We chose a threshold of 2. How does this threshold affect this result?

# choose threshold
T <- 4
store_replicability <- matrix(NA, T, length(group))

for (t in 1:T) {

  for (rep in 1:length(group)) {
    
    inds <- which( ids_rep$group == group[rep] ) # within group individuals for the replicate dataset
    
    snps <- which(rowSums(pn_bin_rep[,inds]) >= t ) # which SNPS are present in that group? 
    
    store_replicability[t,rep] <- sum(pn_bin_sub[snps,group[rep]])/length(snps) # proportion of snps found in replicate also found in single samples
    
  }
  

}

mean_dt <- rowMeans(store_replicability, na.rm=T) # 0.4


# Compare to random
N <- 1000
mean_rdn <- matrix(NA, N, T)


  
for (n in 1:N) {
  
  store_replicability <- matrix(NA, T, 11)
  
  for (t in 1:T) {
    
    for (rep in 1:length(group)) {
      
      rdn_inds <- sample(ids_rep$group) # randomly sample through the individuals
      
      inds <- which( rdn_inds == group[rep] ) # within group individuals for the repicate dataset
      
      snps <- which(rowSums(pn_bin_rep[,inds]) >= t ) # which SNPS are present in that group?
      
      store_replicability[t, rep] <- sum(pn_bin_sub[snps,group[rep]])/length(snps) # proportion of snps found in replicate also found in single samples
    
    }
    
      
  }
  
  mean_rdn[n,] <- rowMeans(store_replicability, na.rm=T) # 0.4

}

# Plot 
par(family = "Times New Roman")

plot(rep(1,N), mean_rdn[,1], pch = 16, xlim = c(0,5), ylim = c(0,1), 
     xlab = "threshold t", ylab = "proportion of times the snp is found", 
     main = "proba(finding snp in the single sample) if found in >=t of the replicate samples")
points(rep(2,N), mean_rdn[,2], pch = 16)
points(rep(3,N), mean_rdn[,3], pch = 16)
points(rep(4,N), mean_rdn[,4], pch = 16)
points(1:4, mean_dt, pch = 16, cex = 1.2, col = "red")

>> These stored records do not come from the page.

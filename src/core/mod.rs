//! Core data models and traits

mod backend;
mod cancel;
mod host;

pub use backend::*;
pub use cancel::*;
pub use host::*;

legend("topleft", legend = c("mean for data", "mean for randomized datasets"), col = c("red", "black"), pch = 18, bty = "n")

How is that possible, that if one mutation is found in more than 4 samples in the same replicate group, the chance of finding it in the dataset as a whole is as high?